DIRECTIONS FOR THIS TASK
Where does the word "impl" show up in the records? Copy every line that holds it.

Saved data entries

=-=-=

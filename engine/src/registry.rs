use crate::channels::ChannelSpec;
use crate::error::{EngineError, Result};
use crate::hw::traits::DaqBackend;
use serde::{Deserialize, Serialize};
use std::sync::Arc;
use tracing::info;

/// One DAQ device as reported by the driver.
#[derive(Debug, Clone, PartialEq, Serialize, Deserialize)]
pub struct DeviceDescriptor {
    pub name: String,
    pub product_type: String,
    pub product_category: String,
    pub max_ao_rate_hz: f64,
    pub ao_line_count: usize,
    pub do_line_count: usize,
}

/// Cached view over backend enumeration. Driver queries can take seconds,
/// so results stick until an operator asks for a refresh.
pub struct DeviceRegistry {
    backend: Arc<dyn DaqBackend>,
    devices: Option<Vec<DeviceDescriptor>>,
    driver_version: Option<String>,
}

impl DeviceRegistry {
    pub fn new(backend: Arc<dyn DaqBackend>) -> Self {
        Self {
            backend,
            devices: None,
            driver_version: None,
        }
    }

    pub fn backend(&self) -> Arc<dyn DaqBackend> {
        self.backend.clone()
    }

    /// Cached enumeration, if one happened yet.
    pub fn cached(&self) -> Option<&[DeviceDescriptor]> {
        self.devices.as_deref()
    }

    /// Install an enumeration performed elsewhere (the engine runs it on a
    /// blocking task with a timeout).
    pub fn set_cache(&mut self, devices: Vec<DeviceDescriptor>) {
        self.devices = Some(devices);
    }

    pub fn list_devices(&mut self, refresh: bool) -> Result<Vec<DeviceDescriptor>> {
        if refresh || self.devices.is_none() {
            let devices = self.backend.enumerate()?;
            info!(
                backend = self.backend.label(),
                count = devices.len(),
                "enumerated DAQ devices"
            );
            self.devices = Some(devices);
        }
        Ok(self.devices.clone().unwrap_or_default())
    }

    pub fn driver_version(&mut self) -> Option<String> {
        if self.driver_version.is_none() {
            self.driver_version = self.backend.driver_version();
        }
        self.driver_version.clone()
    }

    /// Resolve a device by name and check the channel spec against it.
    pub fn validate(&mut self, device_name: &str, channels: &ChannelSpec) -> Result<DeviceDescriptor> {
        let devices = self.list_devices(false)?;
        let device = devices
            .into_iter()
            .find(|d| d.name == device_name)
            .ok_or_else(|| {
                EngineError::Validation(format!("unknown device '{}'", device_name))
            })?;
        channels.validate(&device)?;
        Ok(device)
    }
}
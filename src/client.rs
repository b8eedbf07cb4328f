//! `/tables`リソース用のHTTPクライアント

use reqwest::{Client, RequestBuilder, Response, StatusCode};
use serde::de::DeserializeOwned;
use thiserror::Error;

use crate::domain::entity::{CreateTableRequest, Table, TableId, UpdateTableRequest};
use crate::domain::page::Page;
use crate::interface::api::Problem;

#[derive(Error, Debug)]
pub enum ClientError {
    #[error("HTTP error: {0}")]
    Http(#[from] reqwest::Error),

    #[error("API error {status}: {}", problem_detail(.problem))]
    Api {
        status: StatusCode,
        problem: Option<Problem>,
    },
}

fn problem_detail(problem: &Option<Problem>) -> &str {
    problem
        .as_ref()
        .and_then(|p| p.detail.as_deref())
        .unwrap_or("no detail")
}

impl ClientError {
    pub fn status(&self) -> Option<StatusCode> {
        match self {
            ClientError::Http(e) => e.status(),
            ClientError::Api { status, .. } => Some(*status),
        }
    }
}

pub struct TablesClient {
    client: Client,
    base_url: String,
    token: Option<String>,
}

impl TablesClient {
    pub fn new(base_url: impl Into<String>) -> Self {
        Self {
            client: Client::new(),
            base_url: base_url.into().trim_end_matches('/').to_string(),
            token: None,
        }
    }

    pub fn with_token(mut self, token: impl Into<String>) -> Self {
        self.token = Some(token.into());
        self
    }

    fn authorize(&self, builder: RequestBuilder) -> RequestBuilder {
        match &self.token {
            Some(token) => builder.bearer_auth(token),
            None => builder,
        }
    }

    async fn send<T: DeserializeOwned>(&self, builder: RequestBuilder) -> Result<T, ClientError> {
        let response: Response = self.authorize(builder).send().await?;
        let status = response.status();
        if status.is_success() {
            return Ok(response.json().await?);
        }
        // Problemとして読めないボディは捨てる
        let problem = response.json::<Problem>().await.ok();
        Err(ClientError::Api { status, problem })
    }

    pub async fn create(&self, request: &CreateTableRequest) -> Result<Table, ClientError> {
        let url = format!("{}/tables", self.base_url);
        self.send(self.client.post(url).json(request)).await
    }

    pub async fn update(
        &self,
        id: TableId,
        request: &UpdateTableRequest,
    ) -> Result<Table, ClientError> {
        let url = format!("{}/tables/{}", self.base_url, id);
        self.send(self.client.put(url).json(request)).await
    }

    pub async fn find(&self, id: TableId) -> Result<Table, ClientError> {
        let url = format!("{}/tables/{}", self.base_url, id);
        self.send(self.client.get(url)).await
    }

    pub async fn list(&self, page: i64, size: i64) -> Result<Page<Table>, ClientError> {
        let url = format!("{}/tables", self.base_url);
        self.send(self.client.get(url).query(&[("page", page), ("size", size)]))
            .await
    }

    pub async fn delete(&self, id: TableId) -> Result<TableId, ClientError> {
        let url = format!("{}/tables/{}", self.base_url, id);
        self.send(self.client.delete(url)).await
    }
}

=-=-=

WRITTEN SOLUTION
impl DeviceRegistry {
impl ClientError {
impl TablesClient {
    pub fn new(base_url: impl Into<String>) -> Self {
    pub fn with_token(mut self, token: impl Into<String>) -> Self {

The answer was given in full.